Carlo Bossoli (6 December 1815, in Lugano – 1 August 1884, in Turin) was a Swiss-born Italian painter and lithographer, who spent his early career in Russia. He is best known for  historical scenes from the Risorgimento.

Biography 

His father was a stonemason of Italian origin, working in Switzerland. In 1820, his family moved to accept work in Odessa. Until 1826, he studied with the Capuchins. After graduating, he worked in a shop that sold antiquarian books and prints. It was there that he began to draw and sketch. In 1828, he was hired by the Odessa Opera to work as an assistant to Rinaldo Nannini, a stage designer who had studied at La Scala under Alessandro Sanquirico.
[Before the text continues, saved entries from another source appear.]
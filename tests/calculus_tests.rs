use typemaths::calculus::{
    Function, constant, cos, div, exp, identity, ln, log, mul, pow, read, sin, sub,
};
use typemaths::parser::{ExpressionError, HandlerError};

fn close(actual: f64, expected: f64) -> bool {
    (actual - expected).abs() < 1e-9
}

#[test]
fn linear_function() {
    // f(x) = 4x, f'(x) = 4
    let f = mul(constant(4.0), identity());
    assert_eq!(f.eval(3.0), 12.0);
    assert_eq!(f.derivative().eval(3.0), 4.0);
}

#[test]
fn quadratic_function() {
    // g(x) = 4x^2, g'(x) = 8x
    let g = mul(constant(4.0), pow(identity(), constant(2.0)));
    assert_eq!(g.eval(3.0), 36.0);
    assert_eq!(g.derivative().eval(3.0), 24.0);
}

#[test]
fn power_rule_handles_negative_base() {
    let g = pow(identity(), constant(2.0));
    assert_eq!(g.derivative().eval(-3.0), -6.0);
}

#[test]
fn logarithm_of_square() {
    // h(x) = ln(x^2), h'(x) = 2/x
    let h = ln(pow(identity(), constant(2.0)));
    assert!(close(h.eval(3.0), 2.1972245773362196));
    assert!(close(h.derivative().eval(3.0), 2.0 / 3.0));

    let h2 = log(pow(identity(), constant(2.0)), constant(std::f64::consts::E));
    assert!(close(h2.eval(3.0), 2.1972245773362196));
    assert!(close(h2.derivative().eval(3.0), 2.0 / 3.0));
}

#[test]
fn trigonometric_derivatives() {
    let x = 0.7_f64;
    assert!(close(sin(identity()).derivative().eval(x), x.cos()));
    assert!(close(cos(identity()).derivative().eval(x), -x.sin()));
    // chain rule: sin(2x)' = 2 cos(2x)
    let f = sin(mul(constant(2.0), identity()));
    assert!(close(f.derivative().eval(x), 2.0 * (2.0 * x).cos()));
}

#[test]
fn quotient_and_exponential() {
    let x = 1.3_f64;
    // (1/x)' = -1/x^2
    let f = div(constant(1.0), identity());
    assert!(close(f.derivative().eval(x), -1.0 / (x * x)));
    // exp(x^2)' = 2x exp(x^2)
    let g = exp(pow(identity(), constant(2.0)));
    assert!(close(g.derivative().eval(x), 2.0 * x * (x * x).exp()));
}

#[test]
fn variable_exponent() {
    // (x^x)' = x^x (ln x + 1)
    let x = 1.7_f64;
    let f = pow(identity(), identity());
    assert!(close(f.derivative().eval(x), x.powf(x) * (x.ln() + 1.0)));
}

#[test]
fn higher_derivatives() {
    // x^3 → 3x^2 → 6x → 6
    let f = pow(identity(), constant(3.0));
    assert!(close(f.nth_derivative(1).eval(2.0), 12.0));
    assert!(close(f.nth_derivative(2).eval(2.0), 12.0));
    assert!(close(f.nth_derivative(3).eval(2.0), 6.0));
    assert_eq!(f.nth_derivative(0), f);
}

#[test]
fn constant_has_zero_derivative() {
    assert_eq!(constant(5.0).derivative(), Function::Constant(0.0));
    assert_eq!(identity().derivative(), Function::Constant(1.0));
}

#[test]
fn display_is_infix() {
    let f = sub(mul(constant(4.0), identity()), ln(identity()));
    assert_eq!(f.to_string(), "((4 * x) - ln(x))");
}

#[test]
fn read_parses_functions_of_x() {
    let f = read("x^2-ln(x)/(sin(x)*cos(x))").unwrap();
    let x = 0.5_f64;
    let expected = x * x - x.ln() / (x.sin() * x.cos());
    assert!(close(f.eval(x), expected));

    // numeric check of the symbolic derivative
    let h = 1e-6;
    let numeric = (f.eval(x + h) - f.eval(x - h)) / (2.0 * h);
    assert!((f.derivative().eval(x) - numeric).abs() < 1e-5);
}

#[test]
fn read_supports_unary_and_constants() {
    let f = read("-x + 2*pi").unwrap();
    assert!(close(f.eval(1.0), 2.0 * std::f64::consts::PI - 1.0));
    assert_eq!(f.derivative().eval(1.0), -1.0);

    let g = read("sqrt(x) + log(x, 2)").unwrap();
    assert!(close(g.eval(4.0), 4.0));
}

#[test]
fn read_rejects_other_variables() {
    match read("y + 1") {
        Err(ExpressionError::Handler(HandlerError::UnknownOperation { name, arity })) => {
            assert_eq!(name, "y");
            assert_eq!(arity, 0);
        }
        other => panic!("expected handler error, got {other:?}"),
    }
}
He began to sell his paintings in 1833. His father died three years later and he found himself the sole support of his mother, his sister and her illegitimate son.

Luckily, his work drew the attention of Prince Mikhail Vorontsov, who commissioned him to paint several views of Odessa. Princess Elizabeta was impressed with his abilities and arranged for him to study in Italy from 1839 to 1840. He stayed mostly in Naples and Rome, giving special attention to tempera and gouache and associating with the many British artists who were living there. He returned in 1840 and settled in the coastal resort of Alupka, on the Vorontsov estate.

In 1844, at the request of his mother (who was ill), he moved to Milan and opened a studio there. In 1848, he produced popular scenes from "Five Days of Milan". His mother died the following year, but he remained there until 1853, when an unsuccessful uprising against the Austrians forced him to flee to Turin, which he used as his base of operations for travels to England, France, Spain, Morocco, Germany and Scandinavia.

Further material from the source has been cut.